Every line from the start of the records below to the line containing "use crate::parser::parse_slice;" should be retyped exactly, that line included, and no others.

================

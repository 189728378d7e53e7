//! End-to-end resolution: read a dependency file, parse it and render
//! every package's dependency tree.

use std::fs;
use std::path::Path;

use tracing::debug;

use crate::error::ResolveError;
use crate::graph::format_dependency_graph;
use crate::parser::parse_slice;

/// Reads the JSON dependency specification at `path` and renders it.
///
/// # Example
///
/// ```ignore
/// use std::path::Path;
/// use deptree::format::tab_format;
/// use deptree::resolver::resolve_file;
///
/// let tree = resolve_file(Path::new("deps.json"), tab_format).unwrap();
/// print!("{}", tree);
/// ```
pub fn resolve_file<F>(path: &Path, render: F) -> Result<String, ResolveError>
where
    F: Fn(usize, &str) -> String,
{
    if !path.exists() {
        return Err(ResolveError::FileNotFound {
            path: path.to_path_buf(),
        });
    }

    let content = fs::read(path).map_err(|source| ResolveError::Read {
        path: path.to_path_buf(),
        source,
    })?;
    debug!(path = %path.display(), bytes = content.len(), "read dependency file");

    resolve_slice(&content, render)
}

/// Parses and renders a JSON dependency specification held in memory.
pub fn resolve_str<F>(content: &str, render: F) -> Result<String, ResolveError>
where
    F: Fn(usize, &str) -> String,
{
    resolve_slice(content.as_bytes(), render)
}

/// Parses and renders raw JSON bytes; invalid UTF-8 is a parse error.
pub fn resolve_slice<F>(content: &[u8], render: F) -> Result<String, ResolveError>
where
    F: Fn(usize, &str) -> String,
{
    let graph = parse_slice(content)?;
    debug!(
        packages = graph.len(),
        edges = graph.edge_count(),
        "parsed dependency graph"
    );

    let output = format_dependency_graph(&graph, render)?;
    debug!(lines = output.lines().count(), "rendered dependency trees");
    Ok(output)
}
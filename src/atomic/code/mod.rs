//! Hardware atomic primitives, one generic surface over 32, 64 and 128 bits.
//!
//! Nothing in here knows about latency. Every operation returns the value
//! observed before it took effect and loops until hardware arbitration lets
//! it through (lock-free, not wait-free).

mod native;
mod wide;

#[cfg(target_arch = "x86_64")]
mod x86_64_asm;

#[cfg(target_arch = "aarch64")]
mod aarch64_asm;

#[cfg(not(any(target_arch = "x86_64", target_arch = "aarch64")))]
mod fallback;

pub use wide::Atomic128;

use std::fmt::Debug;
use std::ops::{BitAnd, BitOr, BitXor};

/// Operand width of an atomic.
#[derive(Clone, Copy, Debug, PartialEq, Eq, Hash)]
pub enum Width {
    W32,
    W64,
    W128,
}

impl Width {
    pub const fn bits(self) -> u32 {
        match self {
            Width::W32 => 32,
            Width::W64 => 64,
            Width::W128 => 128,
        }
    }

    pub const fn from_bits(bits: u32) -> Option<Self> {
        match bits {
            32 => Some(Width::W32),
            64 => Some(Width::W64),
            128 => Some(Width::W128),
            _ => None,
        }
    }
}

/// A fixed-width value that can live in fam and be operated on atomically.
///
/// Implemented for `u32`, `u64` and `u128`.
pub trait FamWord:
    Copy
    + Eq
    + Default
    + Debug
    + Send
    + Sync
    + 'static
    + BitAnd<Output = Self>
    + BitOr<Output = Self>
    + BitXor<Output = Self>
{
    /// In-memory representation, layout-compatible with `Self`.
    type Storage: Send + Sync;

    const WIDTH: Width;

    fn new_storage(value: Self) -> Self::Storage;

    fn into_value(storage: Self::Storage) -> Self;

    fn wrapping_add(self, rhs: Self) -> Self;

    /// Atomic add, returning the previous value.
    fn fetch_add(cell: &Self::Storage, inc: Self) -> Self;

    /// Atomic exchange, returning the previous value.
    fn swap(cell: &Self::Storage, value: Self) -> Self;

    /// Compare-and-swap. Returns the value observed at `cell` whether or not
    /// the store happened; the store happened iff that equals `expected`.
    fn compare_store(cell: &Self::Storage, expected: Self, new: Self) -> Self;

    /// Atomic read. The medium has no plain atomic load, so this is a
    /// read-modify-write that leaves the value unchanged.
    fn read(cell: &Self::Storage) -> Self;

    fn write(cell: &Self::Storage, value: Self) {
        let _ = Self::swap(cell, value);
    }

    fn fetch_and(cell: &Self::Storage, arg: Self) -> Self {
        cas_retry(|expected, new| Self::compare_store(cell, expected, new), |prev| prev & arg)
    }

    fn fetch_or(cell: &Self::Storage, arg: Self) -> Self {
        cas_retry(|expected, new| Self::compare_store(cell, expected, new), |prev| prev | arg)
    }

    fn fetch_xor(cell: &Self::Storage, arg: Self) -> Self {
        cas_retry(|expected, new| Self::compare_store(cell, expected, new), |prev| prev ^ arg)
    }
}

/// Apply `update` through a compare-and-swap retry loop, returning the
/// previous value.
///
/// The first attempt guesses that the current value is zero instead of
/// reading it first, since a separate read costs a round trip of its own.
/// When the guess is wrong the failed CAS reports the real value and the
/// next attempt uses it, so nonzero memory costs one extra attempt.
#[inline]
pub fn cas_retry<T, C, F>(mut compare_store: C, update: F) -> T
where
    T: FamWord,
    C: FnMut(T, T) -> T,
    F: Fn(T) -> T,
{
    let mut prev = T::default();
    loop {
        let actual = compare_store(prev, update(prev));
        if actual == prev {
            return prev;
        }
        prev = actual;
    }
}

================

[Exercise response]
repository 189728378d7e53e7
//! End-to-end resolution: read a dependency file, parse it and render
//! every package's dependency tree.

use std::fs;
use std::path::Path;

use tracing::debug;

use crate::error::ResolveError;
use crate::graph::format_dependency_graph;
use crate::parser::parse_slice;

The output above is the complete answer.